Results: OpenAI o3 achieved the highest accuracy overall (90.0%; 95% CI 85.1%‐93.4%) and on nonimage items (92.5%; 95% CI 87.6%‐95.6%), significantly outperforming o4-mini on the full set (P=.02). Across models, accuracy differences on the non-image subset were not significant (Cochran Q, P=.10). Using o3, the 192 generated items received high expert ratings for item difficulty (mean, 4.29; 95% CI 4.11‐4.46), factual accuracy (4.18; 95% CI 3.98‐4.38), and content coverage (4.73; 95% CI 4.60‐4.86).

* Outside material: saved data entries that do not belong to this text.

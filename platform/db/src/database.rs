use std::fmt;

use sea_orm::{
    ConnectionTrait, Database, DatabaseBackend, Statement,
    sea_query::{Alias, Expr, Query},
};
use tracing::{info, instrument};

use crate::{DatabaseSettings, DbError, DbPool, DbResult, is_identifier};

/// Database every PostgreSQL server has; used to look up and create others.
pub const MAINTENANCE_DATABASE: &str = "postgres";

/// Name of the application database, validated before it reaches DDL.
#[derive(Clone, Debug, PartialEq, Eq)]
pub struct DatabaseName(String);

impl DatabaseName {
    pub fn parse(raw: &str) -> DbResult<Self> {
        if is_identifier(raw) {
            Ok(Self(raw.to_string()))
        } else {
            Err(DbError::InvalidDatabaseName(raw.to_string()))
        }
    }

    pub fn as_str(&self) -> &str {
        &self.0
    }
}

impl fmt::Display for DatabaseName {
    fn fmt(&self, f: &mut fmt::Formatter<'_>) -> fmt::Result {
        f.write_str(&self.0)
    }
}

/// Creates the configured database if it is missing.
///
/// Only settings built from [`crate::ConnectionParts`] are handled; a URL
/// given whole is used as is. Returns whether a database was created.
#[instrument(name = "db.ensure_database", skip_all)]
pub async fn ensure_database(settings: &DatabaseSettings) -> DbResult<bool> {
    let Some(parts) = settings.parts() else {
        return Ok(false);
    };
    let name = DatabaseName::parse(&parts.database)?;
    let admin = Database::connect(parts.maintenance_url()?).await?;
    create_database_if_missing(&admin, &name).await
}

/// Looks `name` up in `pg_database` and issues `CREATE DATABASE` when it is
/// absent. `admin` must be a PostgreSQL connection outside a transaction.
#[instrument(name = "db.create_database_if_missing", skip(admin), fields(database = %name))]
pub async fn create_database_if_missing(admin: &DbPool, name: &DatabaseName) -> DbResult<bool> {
    let mut lookup = Query::select();
    lookup
        .expr(Expr::val(1))
        .from(Alias::new("pg_database"))
        .and_where(Expr::col(Alias::new("datname")).eq(name.as_str()));
    let backend = DatabaseBackend::Postgres;
    if admin.query_one(backend.build(&lookup)).await?.is_some() {
        return Ok(false);
    }

    // DDL takes no bind parameters; the name is a validated identifier.
    admin
        .execute(Statement::from_string(
            backend,
            format!("CREATE DATABASE \"{}\"", name.as_str()),
        ))
        .await?;
    info!("database created");
    Ok(true)
}

#[cfg(test)]
mod tests {
    use super::*;

    #[test]
    fn database_names_follow_identifier_rules() {
        assert_eq!(DatabaseName::parse("phonebook").unwrap().as_str(), "phonebook");
        for raw in ["", "9db", "db\"; DROP DATABASE postgres; --", "my-db"] {
            assert!(
                matches!(DatabaseName::parse(raw), Err(DbError::InvalidDatabaseName(_))),
                "{raw:?} should be rejected"
            );
        }
    }

    #[tokio::test]
    async fn whole_urls_are_left_alone() {
        let settings = DatabaseSettings::new("postgres://nobody@127.0.0.1:1/none");
        assert!(!ensure_database(&settings).await.unwrap());
    }
}
//! Server-rendered pages: the login form and the employee table.

use std::fmt::Write as _;

use products_directory::{Employee, Headcount};

/// Escapes text for use in element content and quoted attributes.
pub fn escape(raw: &str) -> String {
    let mut out = String::with_capacity(raw.len());
    for c in raw.chars() {
        match c {
            '&' => out.push_str("&amp;"),
            '<' => out.push_str("&lt;"),
            '>' => out.push_str("&gt;"),
            '"' => out.push_str("&quot;"),
            '\'' => out.push_str("&#39;"),
            _ => out.push(c),
        }
    }
    out
}

fn page(title: &str, body: &str) -> String {
    format!(
        "<!DOCTYPE html>\n<html lang=\"en\">\n<head>\n<meta charset=\"utf-8\">\n\
         <title>{}</title>\n</head>\n<body>\n{}</body>\n</html>\n",
        escape(title),
        body
    )
}

pub fn login_page(error: Option<&str>) -> String {
    let mut body = String::from("<h1>Staff directory</h1>\n");
    if let Some(message) = error {
        let _ = writeln!(body, "<p class=\"error\">{}</p>", escape(message));
    }
    body.push_str(
        "<form method=\"post\" action=\"/login\">\n\
         <label>Username <input name=\"username\" autocomplete=\"username\"></label>\n\
         <label>Password <input name=\"password\" type=\"password\" autocomplete=\"current-password\"></label>\n\
         <button type=\"submit\">Sign in</button>\n\
         </form>\n",
    );
    page("Sign in", &body)
}

pub struct DirectoryView<'a> {
    pub username: &'a str,
    pub employees: &'a [Employee],
    pub search: Option<&'a str>,
}

pub fn directory_page(view: &DirectoryView<'_>) -> String {
    let counts = Headcount::of(view.employees);
    let mut body = String::new();
    let _ = writeln!(
        body,
        "<header><span>{}</span> <a href=\"/logout\">Sign out</a></header>",
        escape(view.username)
    );
    let _ = writeln!(
        body,
        "<form method=\"get\" action=\"/search\"><input name=\"q\" value=\"{}\"> \
         <button type=\"submit\">Search</button></form>",
        escape(view.search.unwrap_or_default())
    );
    let _ = writeln!(
        body,
        "<p>Total: {} &middot; Active: {}</p>",
        counts.total, counts.active
    );
    body.push_str(
        "<table>\n<thead><tr><th>#</th><th>Name</th><th>Position</th><th>Phone</th>\
         <th>Email</th><th>Building</th><th>Status</th><th>Comments</th></tr></thead>\n<tbody>\n",
    );
    for (index, employee) in view.employees.iter().enumerate() {
        let _ = writeln!(
            body,
            "<tr data-id=\"{}\"><td>{}</td><td>{}</td><td>{}</td><td>{}</td><td>{}</td>\
             <td>{}</td><td>{}</td><td>{}</td></tr>",
            employee.id,
            index + 1,
            escape(&employee.full_name()),
            escape(&employee.position),
            escape(&employee.phone),
            escape(employee.email.as_deref().unwrap_or_default()),
            employee.building.as_str(),
            employee.status.as_str(),
            escape(employee.comments.as_deref().unwrap_or_default()),
        );
    }
    body.push_str("</tbody>\n</table>\n");
    page("Staff directory", &body)
}
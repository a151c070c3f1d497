mod config;
mod gate;
mod http;
mod login;
mod session;
mod views;

use std::{net::IpAddr, sync::Arc};

use anyhow::{Context, Result};
use clap::{Args, Parser, Subcommand};
use platform_authn::HttpIdentityGateway;
use platform_authz::AccessPolicy;
use platform_db::{EmployeeStore, connect, ensure_database};
use platform_obs::{ObsConfig, init_tracing};
use products_directory::Directory;
use tracing::info;

use crate::{
    config::AppConfig,
    http::{AppState, ServeConfig},
    session::SessionCookies,
};

#[derive(Parser, Debug)]
#[command(name = "staff-directory", version, about = "Internal staff directory")]
struct Cli {
    #[command(subcommand)]
    command: Command,
}

#[derive(Subcommand, Debug)]
enum Command {
    /// Start the HTTP server.
    Serve(ServeCommand),
    /// Create the employee table if it does not exist.
    Migrate,
    /// Insert the sample employees into an empty table.
    Seed,
}

#[derive(Args, Debug)]
struct ServeCommand {
    #[arg(long, env = "SERVER_HOST", default_value = "0.0.0.0")]
    host: IpAddr,
    #[arg(long, env = "SERVER_PORT", default_value_t = 8080)]
    port: u16,
    #[arg(long, help = "Do not create or seed the employee table on start-up")]
    skip_bootstrap: bool,
}

impl From<&ServeCommand> for ServeConfig {
    fn from(value: &ServeCommand) -> Self {
        ServeConfig::new(value.host, value.port)
    }
}

#[tokio::main]
async fn main() -> Result<()> {
    dotenvy::dotenv().ok();
    init_tracing(ObsConfig::from_env())?;
    let cli = Cli::parse();
    let config = AppConfig::from_env()?;
    match cli.command {
        Command::Serve(cmd) => run_server(cmd, config).await,
        Command::Migrate => run_migrate(config).await,
        Command::Seed => run_seed(config).await,
    }
}

async fn open_store(config: &AppConfig) -> Result<EmployeeStore> {
    info!(database = %config.database.redacted_url(), table = %config.table, "connecting");
    ensure_database(&config.database)
        .await
        .context("failed to create the database")?;
    let pool = connect(&config.database)
        .await
        .context("failed to connect to the database")?;
    Ok(EmployeeStore::new(pool, config.table.clone()))
}

async fn run_migrate(config: AppConfig) -> Result<()> {
    let store = open_store(&config).await?;
    store.ensure_table().await?;
    info!(table = %store.table(), "employee table ready");
    Ok(())
}

async fn run_seed(config: AppConfig) -> Result<()> {
    let store = open_store(&config).await?;
    bootstrap(&store).await
}

async fn bootstrap(store: &EmployeeStore) -> Result<()> {
    store.ensure_table().await?;
    let inserted = store.seed_samples().await?;
    info!(inserted, table = %store.table(), "sample employees seeded");
    Ok(())
}

async fn run_server(cmd: ServeCommand, config: AppConfig) -> Result<()> {
    let gateway = HttpIdentityGateway::new(config.require_gateway()?.clone())
        .context("failed to build identity gateway client")?;
    let store = open_store(&config).await?;
    if !cmd.skip_bootstrap {
        bootstrap(&store).await?;
    }

    let state = AppState {
        directory: Directory::new(store),
        gateway: Arc::new(gateway),
        policy: Arc::new(AccessPolicy::default()),
        cookies: SessionCookies::new(config.cookie_secure),
    };
    http::serve((&cmd).into(), state).await
}
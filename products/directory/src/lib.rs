//! Directory vertical slice: read access to the employee table.

use entity::employee::{self, Status};
use platform_db::{DbError, EmployeeFilter, EmployeeStore};
use thiserror::Error;
use tracing::instrument;

pub type Employee = employee::Model;

#[derive(Debug, Error)]
pub enum DirectoryError {
    #[error("employee store unavailable")]
    StoreUnavailable(#[source] DbError),
    #[error("employee {0} not found")]
    NotFound(i32),
}

impl From<DbError> for DirectoryError {
    fn from(value: DbError) -> Self {
        Self::StoreUnavailable(value)
    }
}

pub type DirectoryResult<T> = Result<T, DirectoryError>;

/// The term as given, or `None` when it is empty or only whitespace.
pub fn normalize_term(raw: &str) -> Option<&str> {
    (!raw.trim().is_empty()).then_some(raw)
}

#[derive(Clone, Debug)]
pub struct Directory {
    store: EmployeeStore,
}

impl Directory {
    pub fn new(store: EmployeeStore) -> Self {
        Self { store }
    }

    pub fn store(&self) -> &EmployeeStore {
        &self.store
    }

    /// Every employee, ordered by last name then first name.
    #[instrument(name = "directory.list_all", skip_all)]
    pub async fn list_all(&self) -> DirectoryResult<Vec<Employee>> {
        Ok(self.store.find(&EmployeeFilter::All).await?)
    }

    /// Employees whose name, position, phone or email contains `term`,
    /// ignoring case. A blank term lists everyone.
    #[instrument(name = "directory.search", skip_all, fields(term_len = term.len()))]
    pub async fn search(&self, term: &str) -> DirectoryResult<Vec<Employee>> {
        match normalize_term(term) {
            Some(term) => Ok(self
                .store
                .find(&EmployeeFilter::Matching(term.to_string()))
                .await?),
            None => self.list_all().await,
        }
    }

    #[instrument(name = "directory.get_by_id", skip(self))]
    pub async fn get_by_id(&self, id: i32) -> DirectoryResult<Employee> {
        self.store
            .find_by_id(id)
            .await?
            .ok_or(DirectoryError::NotFound(id))
    }
}

/// Head counts shown above a listing.
#[derive(Clone, Copy, Debug, Default, PartialEq, Eq)]
pub struct Headcount {
    pub total: usize,
    pub active: usize,
}

impl Headcount {
    pub fn of(employees: &[Employee]) -> Self {
        Self {
            total: employees.len(),
            active: employees
                .iter()
                .filter(|e| e.status == Status::Active)
                .count(),
        }
    }
}
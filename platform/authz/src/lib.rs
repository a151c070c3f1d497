//! Authorization for the directory: a fixed allow-list of directory groups.

use std::collections::BTreeSet;

/// Groups whose members may use the directory. Matching is exact and
/// case-sensitive.
pub const ALLOWED_GROUPS: [&str; 3] = ["Domain Admins", "sys.admins", "Administration"];

#[derive(Clone, Debug)]
pub struct AccessPolicy {
    allowed: BTreeSet<String>,
}

impl Default for AccessPolicy {
    fn default() -> Self {
        Self {
            allowed: ALLOWED_GROUPS.iter().map(|g| g.to_string()).collect(),
        }
    }
}

impl AccessPolicy {
    /// True when at least one of `groups` is on the allow-list.
    pub fn is_allowed<I, S>(&self, groups: I) -> bool
    where
        I: IntoIterator<Item = S>,
        S: AsRef<str>,
    {
        groups
            .into_iter()
            .any(|group| self.allowed.contains(group.as_ref()))
    }

    pub fn allowed_groups(&self) -> impl Iterator<Item = &str> {
        self.allowed.iter().map(String::as_str)
    }
}

/// [`AccessPolicy::is_allowed`] against the default allow-list.
pub fn is_allowed<I, S>(groups: I) -> bool
where
    I: IntoIterator<Item = S>,
    S: AsRef<str>,
{
    AccessPolicy::default().is_allowed(groups)
}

Ratings were comparatively lower for appropriateness of wording (3.92; 95% CI 3.73‐4.11) and instructional usefulness (3.60; 95% CI 3.41‐3.80). For these two criteria, the tests did not support a median rating >4 (one-sided Wilcoxon, P=.45 and P≥.99, respectively). Representative low-rated examples (ratings 1‐2) and the rationale for those scores—such as ambiguous phrasing or generic explanations without linkage to stem cues—are provided in the supplementary materials.

Conclusions: OpenAI o3 can generate radiological licensure items that align with national standards in terms of difficulty, factual correctness, and blueprint coverage. However, wording clarity and the pedagogical specificity of explanations were weaker and did not meet an adoptable threshold without further editorial refinement. These findings support a practical workflow in which LLMs draft syllabus-aligned items at scale, while faculty perform targeted edits to ensure clarity and formative feedback. Future studies should evaluate image-inclusive generation, use Application Programming Interface (API)-pinned model snapshots to increase reproducibility, and develop guidance to improve explanation quality for learner remediation.

JMIR Med Educ 2025;11:e81807

doi:10.2196/81807

Keywords



Mock examinations are a key pedagogical tool in training programs for health professionals. These are designed to consolidate the knowledge required for national licensure and to gauge students’ achievement [1-3]. In particular, multiple-choice formats are valuable because they enable the systematic, efficient appraisal of the broad foundational knowledge expected in clinical practice, making them integral to the quality of the curriculum. However, most items are written by individual instructors that draw on past examinations or personal clinical experience, and their difficulty and content validity are rarely subjected to systematic review [4,5]. These can result in biases in content coverage, inconsistencies in wording, and variable educational usefulness, which undermine the stability of learning outcome assessments.

Several studies have reported the high accuracy of large language models (LLMs) in health professional licensure examinations, owing to their rapid advancements [6-9]. In text-based multiple-choice questions, models have begun to match or surpass human test-takers while generating rationales and keyword-level explanations that can serve as formative feedback [10-13]. These suggest the potential utility of LLM-assisted item writing during the construction of high-quality question banks. However, most research has centered on the accuracy of LLMs in answering existing licensure items [14-16], while empirical evidence regarding the educational quality of questions authored by LLMs remains scarce [13,17]. A comprehensive appraisal that includes (1) appropriate difficulty, (2) completeness and accuracy of content coverage, (3) clarity of option wording, and (4) usefulness of accompanying explanations is necessary to address this knowledge gap and clarify the practical value of artificial intelligence (AI)-supported mock examinations, as well as its limitations.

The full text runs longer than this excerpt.